#[cfg(test)]
mod tests {
    use super::*;
    use wiremock::matchers::{body_string_contains, method, path, query_param};
    use wiremock::{Mock, MockServer, ResponseTemplate};

    fn client_for(server: &MockServer) -> MinioClient {
        MinioClient::new(&MinioSettings {
            endpoint: server.uri(),
            access_key: "minioadmin".to_string(),
            secret_key: "minioadmin".to_string(),
            secure: false,
            region: "us-east-1".to_string(),
            root_bucket: "hmse".to_string(),
        })
        .unwrap()
    }

    #[test]
    fn xml_tag_values_extracts_repeated_flat_tags() {
        let xml = "<ListBucketResult><KeyCount>2</KeyCount>\
                   <Contents><Key>p/a.txt</Key></Contents>\
                   <Contents><Key>p/b &amp; c.txt</Key></Contents>\
                   <IsTruncated>false</IsTruncated></ListBucketResult>";
        assert_eq!(xml_tag_values(xml, "Key"), vec!["p/a.txt", "p/b & c.txt"]);
        assert_eq!(xml_tag_values(xml, "IsTruncated"), vec!["false"]);
        assert!(xml_tag_values(xml, "NextContinuationToken").is_empty());
    }

    #[test]
    fn xml_tag_values_handles_nested_blocks() {
        let xml = "<R><CommonPrefixes><Prefix>proj1/</Prefix></CommonPrefixes>\
                   <CommonPrefixes><Prefix>proj2/</Prefix></CommonPrefixes></R>";
        let blocks = xml_tag_values(xml, "CommonPrefixes");
        assert_eq!(blocks.len(), 2);
        assert_eq!(xml_tag_values(&blocks[0], "Prefix"), vec!["proj1/"]);
    }

    #[tokio::test]
    async fn get_object_opt_maps_missing_objects_to_none() {
        let server = MockServer::start().await;
        Mock::given(method("GET"))
            .and(path("/hmse/p1/metadata.json"))
            .respond_with(ResponseTemplate::new(404))
            .mount(&server)
            .await;

        let client = client_for(&server);
        let result = client.get_object_opt("p1/metadata.json").await.unwrap();
        assert!(result.is_none());
    }

    #[tokio::test]
    async fn put_and_get_object_round_trip() {
        let server = MockServer::start().await;
        Mock::given(method("PUT"))
            .and(path("/hmse/p1/weather/station.csv"))
            .and(body_string_contains("1.5"))
            .respond_with(ResponseTemplate::new(200))
            .expect(1)
            .mount(&server)
            .await;
        Mock::given(method("GET"))
            .and(path("/hmse/p1/weather/station.csv"))
            .respond_with(ResponseTemplate::new(200).set_body_bytes(b"day,rain\n1,1.5\n".to_vec()))
            .mount(&server)
            .await;

        let client = client_for(&server);
        client
            .put_object("p1/weather/station.csv", b"day,rain\n1,1.5\n".to_vec(), "text/csv")
            .await
            .unwrap();
        let data = client.get_object("p1/weather/station.csv").await.unwrap();
        assert_eq!(data, b"day,rain\n1,1.5\n");
    }

    #[tokio::test]
    async fn requests_are_signed() {
        let server = MockServer::start().await;
        Mock::given(method("GET"))
            .and(path("/hmse/p1/metadata.json"))
            .respond_with(ResponseTemplate::new(200).set_body_bytes(b"{}".to_vec()))
            .mount(&server)
            .await;

        let client = client_for(&server);
        client.get_object("p1/metadata.json").await.unwrap();

        let requests = server.received_requests().await.unwrap();
        let authorization = requests[0]
            .headers
            .get("authorization")
            .expect("request is signed")
            .to_str()
            .unwrap();
        assert!(authorization.starts_with("AWS4-HMAC-SHA256 Credential=minioadmin/"));
        assert!(authorization.contains("SignedHeaders=host;x-amz-content-sha256;x-amz-date"));
        assert!(requests[0].headers.contains_key("x-amz-date"));
    }

    #[tokio::test]
    async fn list_keys_follows_continuation_tokens() {
        let server = MockServer::start().await;
        let first_page = "<ListBucketResult><IsTruncated>true</IsTruncated>\
                          <Contents><Key>p1/a</Key></Contents>\
                          <NextContinuationToken>tok1</NextContinuationToken></ListBucketResult>";
        let second_page = "<ListBucketResult><IsTruncated>false</IsTruncated>\
                           <Contents><Key>p1/b</Key></Contents></ListBucketResult>";
        Mock::given(method("GET"))
            .and(path("/hmse"))
            .and(query_param("continuation-token", "tok1"))
            .respond_with(ResponseTemplate::new(200).set_body_string(second_page))
            .expect(1)
            .mount(&server)
            .await;
        Mock::given(method("GET"))
            .and(path("/hmse"))
            .and(query_param("prefix", "p1/"))
            .respond_with(ResponseTemplate::new(200).set_body_string(first_page))
            .expect(1)
            .mount(&server)
            .await;

        let client = client_for(&server);
        let keys = client.list_keys("p1/").await.unwrap();
        assert_eq!(keys, vec!["p1/a", "p1/b"]);
    }

    #[tokio::test]
    async fn delete_prefix_removes_every_listed_object() {
        let server = MockServer::start().await;
        let listing = "<ListBucketResult><IsTruncated>false</IsTruncated>\
                       <Contents><Key>p1/metadata.json</Key></Contents>\
                       <Contents><Key>p1/weather/station.csv</Key></Contents></ListBucketResult>";
        Mock::given(method("GET"))
            .and(path("/hmse"))
            .respond_with(ResponseTemplate::new(200).set_body_string(listing))
            .mount(&server)
            .await;
        Mock::given(method("DELETE"))
            .respond_with(ResponseTemplate::new(204))
            .expect(2)
            .mount(&server)
            .await;

        let client = client_for(&server);
        let deleted = client.delete_prefix("p1/").await.unwrap();
        assert_eq!(deleted, 2);
    }
}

= = =

Starting with the line that contains "async fn delete_prefix_removes_every_listed_object()", return every line through the last one of the records, exactly as written.

    async fn delete_prefix_removes_every_listed_object() {
        let server = MockServer::start().await;
        let listing = "<ListBucketResult><IsTruncated>false</IsTruncated>\
                       <Contents><Key>p1/metadata.json</Key></Contents>\
                       <Contents><Key>p1/weather/station.csv</Key></Contents></ListBucketResult>";
        Mock::given(method("GET"))
            .and(path("/hmse"))
            .respond_with(ResponseTemplate::new(200).set_body_string(listing))
            .mount(&server)
            .await;
        Mock::given(method("DELETE"))
            .respond_with(ResponseTemplate::new(204))
            .expect(2)
            .mount(&server)
            .await;

        let client = client_for(&server);
        let deleted = client.delete_prefix("p1/").await.unwrap();
        assert_eq!(deleted, 2);
    }
}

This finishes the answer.